WORK TO BE COMPLETED:
A verbatim reproduction of every entry is the expected answer.
----------------
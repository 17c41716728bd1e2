//! Output streams. A [`SinkStack`] is a LIFO stack of [`Sink`]s; writes
//! always go to the top, which can be temporarily blocked (writes dropped,
//! line count unaffected) by the `:block`/`:unblock` directives and the
//! matching `HostBindings` calls.

use std::fs::File;
use std::io::{self, Write};
use std::path::Path;

/// Display name used for standard output.
pub const STDOUT_NAME: &str = "<STDOUT>";

/// One output stream.
pub struct Sink {
    name: String,
    handle: Box<dyn Write>,
    line: usize,
    blocked: bool,
}

impl Sink {
    pub fn new(name: impl Into<String>, handle: Box<dyn Write>) -> Self {
        Sink { name: name.into(), handle, line: 0, blocked: false }
    }

    pub fn name(&self) -> &str {
        &self.name
    }

    pub fn line(&self) -> usize {
        self.line
    }

    pub fn blocked(&self) -> bool {
        self.blocked
    }

    pub fn block(&mut self) {
        self.blocked = true;
    }

    pub fn unblock(&mut self) {
        self.blocked = false;
    }

    /// Writes one byte unless blocked; increments the line count on `\n`
    /// regardless of whether the byte was actually written to the
    /// underlying stream (matching the spec: line count does not advance
    /// while blocked, since the write itself is skipped).
    pub fn write_byte(&mut self, b: u8, flush: bool) -> io::Result<()> {
        if self.blocked {
            return Ok(());
        }
        self.handle.write_all(&[b])?;
        if b == b'\n' {
            self.line += 1;
        }
        if flush {
            self.handle.flush()?;
        }
        Ok(())
    }

    pub fn write_bytes(&mut self, bytes: &[u8], flush: bool) -> io::Result<()> {
        for &b in bytes {
            self.write_byte(b, flush)?;
        }
        Ok(())
    }
}

/// Ordered sequence of [`Sink`]s; the last element is the current top.
/// Always has at least one entry — standard output at the bottom.
pub struct SinkStack {
    sinks: Vec<Sink>,
}

impl SinkStack {
    pub fn new(handle: Box<dyn Write>) -> Self {
        SinkStack { sinks: vec![Sink::new(STDOUT_NAME, handle)] }
    }

    pub fn top(&self) -> &Sink {
        self.sinks.last().expect("sink stack always has at least one entry")
    }

    pub fn top_mut(&mut self) -> &mut Sink {
        self.sinks.last_mut().expect("sink stack always has at least one entry")
    }

    /// Pushes `name` (or standard output if `None`) as the new top.
    pub fn push(&mut self, name: Option<&Path>) -> io::Result<()> {
        let (display_name, handle): (String, Box<dyn Write>) = match name {
            Some(path) => (path.display().to_string(), Box::new(File::create(path)?)),
            None => (STDOUT_NAME.to_string(), Box::new(io::stdout())),
        };
        self.sinks.push(Sink::new(display_name, handle));
        Ok(())
    }

    /// Closes and drops the top sink, unless it is the bottom (standard
    /// output) entry.
    pub fn pop(&mut self) {
        if self.sinks.len() > 1 {
            self.sinks.pop();
        }
    }
}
----------------
SOLUTION TO THE PROBLEM:
repository 17c41716728bd1e2
//! Output streams. A [`SinkStack`] is a LIFO stack of [`Sink`]s; writes
//! always go to the top, which can be temporarily blocked (writes dropped,
//! line count unaffected) by the `:block`/`:unblock` directives and the
//! matching `HostBindings` calls.

use std::fs::File;
use std::io::{self, Write};
use std::path::Path;

/// Display name used for standard output.
pub const STDOUT_NAME: &str = "<STDOUT>";

/// One output stream.
pub struct Sink {
    name: String,
    handle: Box<dyn Write>,
    line: usize,
    blocked: bool,
}

impl Sink {
    pub fn new(name: impl Into<String>, handle: Box<dyn Write>) -> Self {
        Sink { name: name.into(), handle, line: 0, blocked: false }
    }

    pub fn name(&self) -> &str {
        &self.name
    }

    pub fn line(&self) -> usize {
        self.line
    }

    pub fn blocked(&self) -> bool {
        self.blocked
    }

    pub fn block(&mut self) {
        self.blocked = true;
    }

    pub fn unblock(&mut self) {
        self.blocked = false;
    }

    /// Writes one byte unless blocked; increments the line count on `\n`
    /// regardless of whether the byte was actually written to the
    /// underlying stream (matching the spec: line count does not advance
    /// while blocked, since the write itself is skipped).
    pub fn write_byte(&mut self, b: u8, flush: bool) -> io::Result<()> {
        if self.blocked {
            return Ok(());
        }
        self.handle.write_all(&[b])?;
        if b == b'\n' {
            self.line += 1;
        }
        if flush {
            self.handle.flush()?;
        }
        Ok(())
    }

    pub fn write_bytes(&mut self, bytes: &[u8], flush: bool) -> io::Result<()> {
        for &b in bytes {
            self.write_byte(b, flush)?;
        }
        Ok(())
    }
}

/// Ordered sequence of [`Sink`]s; the last element is the current top.
/// Always has at least one entry — standard output at the bottom.
pub struct SinkStack {
    sinks: Vec<Sink>,
}

impl SinkStack {
    pub fn new(handle: Box<dyn Write>) -> Self {
        SinkStack { sinks: vec![Sink::new(STDOUT_NAME, handle)] }
    }

    pub fn top(&self) -> &Sink {
        self.sinks.last().expect("sink stack always has at least one entry")
    }

    pub fn top_mut(&mut self) -> &mut Sink {
        self.sinks.last_mut().expect("sink stack always has at least one entry")
    }

    /// Pushes `name` (or standard output if `None`) as the new top.
    pub fn push(&mut self, name: Option<&Path>) -> io::Result<()> {
        let (display_name, handle): (String, Box<dyn Write>) = match name {
            Some(path) => (path.display().to_string(), Box::new(File::create(path)?)),
            None => (STDOUT_NAME.to_string(), Box::new(io::stdout())),
        };
        self.sinks.push(Sink::new(display_name, handle));
        Ok(())
    }

    /// Closes and drops the top sink, unless it is the bottom (standard
    /// output) entry.
    pub fn pop(&mut self) {
        if self.sinks.len() > 1 {
            self.sinks.pop();
        }
    }
}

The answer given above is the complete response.